::: Records to process

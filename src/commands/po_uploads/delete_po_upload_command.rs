use crate::{
    commands::Command,
    db::DbPool,
    entities::{
        po_upload::PoUploadState,
        po_upload_line::{self, Entity as PoUploadLineEntity},
    },
    errors::ServiceError,
    metrics::record_failure,
    services::po_uploads::find_upload,
};
use sea_orm::{ColumnTrait, EntityTrait, ModelTrait, QueryFilter, TransactionTrait};
use serde::{Deserialize, Serialize};
use std::sync::Arc;
use tracing::{error, info, instrument};

/// Deletes an upload with its lines. Confirmed uploads are referenced by
/// their quotations and stay.
#[derive(Debug, Clone, Serialize, Deserialize)]
pub struct DeletePoUploadCommand {
    pub upload_id: i64,
}

#[async_trait::async_trait]
impl Command for DeletePoUploadCommand {
    type Result = ();

    #[instrument(skip(self, db_pool), fields(upload_id = self.upload_id))]
    async fn execute(&self, db_pool: Arc<DbPool>) -> Result<Self::Result, ServiceError> {
        let removed_lines = self.delete_upload(&db_pool).await.map_err(|e| {
            record_failure("delete", &e);
            error!(error = %e, "Failed to delete PO upload");
            e
        })?;

        info!(upload_id = self.upload_id, removed_lines, "PO upload deleted");
        Ok(())
    }
}

impl DeletePoUploadCommand {
    async fn delete_upload(&self, db: &DbPool) -> Result<u64, ServiceError> {
        let txn = db.begin().await?;

        let upload = find_upload(&txn, self.upload_id).await?;
        if upload.state == PoUploadState::Confirm {
            return Err(ServiceError::InvalidOperation(format!(
                "PO upload {} is confirmed and cannot be deleted",
                upload.name
            )));
        }

        let removed = PoUploadLineEntity::delete_many()
            .filter(po_upload_line::Column::UploadId.eq(upload.id))
            .exec(&txn)
            .await?;
        upload.delete(&txn).await?;

        txn.commit().await?;
        Ok(removed.rows_affected)
    }
}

::::::

● **The task**
Within the records, filter for lines that contain the word "info" and show each one.

● **Task solution**
use tracing::{error, info, instrument};
        info!(upload_id = self.upload_id, removed_lines, "PO upload deleted");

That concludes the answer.